Skindred return with You Got This, delivering their signature ragga metal energy fused with fresh elements that keep the album engaging and fun.

Skindred don’t “come back” so much as they barge back in, already mid-party, already acting like the room belongs to them. You Got This lands with that exact energy: not some precious artistic reinvention, not a mission statement, but a very deliberate choice to keep their ragga metal grin intact while nudging the edges so the album doesn’t turn into one long copy-paste mosh call.

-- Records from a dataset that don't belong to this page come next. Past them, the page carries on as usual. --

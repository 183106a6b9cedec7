use super::handler::{BoxHandler, Handler};
use super::{BoxError, BoxFuture, Request, Response};
use crate::dispatch::{Dispatcher, Target};
use crate::router::Router;

use std::sync::Arc;
use std::task::{Context, Poll};

use http::Method;
use hyper::service::Service;

/// Cheap to clone: every clone shares one immutable dispatcher.
pub struct RouterService<H = BoxHandler> {
    dispatcher: Arc<Dispatcher<H>>,
}

impl<H> Clone for RouterService<H> {
    fn clone(&self) -> Self {
        Self {
            dispatcher: Arc::clone(&self.dispatcher),
        }
    }
}

impl<H> Service<Request> for RouterService<H>
where
    H: Handler + Send + Sync,
{
    type Response = Response;
    type Error = BoxError;
    type Future = BoxFuture<'static, Result<Response, BoxError>>;

    fn poll_ready(&mut self, _cx: &mut Context<'_>) -> Poll<Result<(), Self::Error>> {
        Poll::Ready(Ok(()))
    }

    fn call(&mut self, mut req: Request) -> Self::Future {
        match self.dispatcher.route(&mut req) {
            Target::Handler(h) => h.call(req),
            Target::Fallback(f) => {
                let res: Response = f.into_response();
                Box::pin(async move { Ok::<_, BoxError>(res) })
            }
        }
    }
}

impl<H> RouterService<H> {
    pub fn new(dispatcher: Dispatcher<H>) -> Self {
        Self {
            dispatcher: Arc::new(dispatcher),
        }
    }

    pub fn dispatcher(&self) -> &Dispatcher<H> {
        &self.dispatcher
    }
}

impl<H> From<Dispatcher<H>> for RouterService<H> {
    fn from(dispatcher: Dispatcher<H>) -> Self {
        Self::new(dispatcher)
    }
}

impl Router<BoxHandler> {
    /// Registers `h` for `methods` on `pattern`; empty `methods` means any.
    pub fn route(
        &mut self,
        methods: &[Method],
        pattern: &str,
        h: impl Handler + Send + Sync + 'static,
    ) -> &mut Self {
        self.insert(pattern, methods, Box::new(h))
    }

    pub fn any(&mut self, pattern: &str, h: impl Handler + Send + Sync + 'static) -> &mut Self {
        self.route(&[], pattern, h)
    }

    pub fn into_service(self) -> RouterService {
        RouterService::new(Dispatcher::new(self))
    }

    pub fn with_not_found(self, h: impl Handler + Send + Sync + 'static) -> RouterService {
        RouterService::new(Dispatcher::new(self).with_not_found(Box::new(h)))
    }
}

macro_rules! define_method {
    ($name:tt, $method:tt) => {
        pub fn $name(&mut self, pattern: &str, h: impl Handler + Send + Sync + 'static) -> &mut Self {
            self.route(&[Method::$method], pattern, h)
        }
    };
}

impl Router<BoxHandler> {
    define_method!(get, GET);
    define_method!(post, POST);
    define_method!(put, PUT);
    define_method!(delete, DELETE);
    define_method!(head, HEAD);
    define_method!(options, OPTIONS);
    define_method!(connect, CONNECT);
    define_method!(patch, PATCH);
    define_method!(trace, TRACE);
}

It’s been a couple years since the last record, and in that time Skindred’s profile has only gotten louder—nearly topping the UK charts, playing the kind of massive rooms (yeah, Wembley Arena) that tend to expose bands who can’t actually carry their own chaos. Skindred clearly can. The funny thing is: You Got This doesn’t sound like a group trying to “prove” they deserve that space. It sounds like they already know, and now they’re just seeing how many different ways they can make people bounce without every track landing the same way.

Is it groundbreaking? No. And it doesn’t pretend to be. It aims for fun with enough teeth to keep you from getting bored—basically the musical equivalent of a friend dragging you outside on the first warm day and refusing to let you mope indoors.

The title track kicks the door in—then dares you not to move

The opener, “You Got This,” is an immediate tell: this album wants your body before it wants your thoughts. The riff comes in with that slick, sultry heaviness that basically manufactures momentum—half bounce, half shove. It’s mosh-friendly without sounding like it was engineered in a lab called Festival Season.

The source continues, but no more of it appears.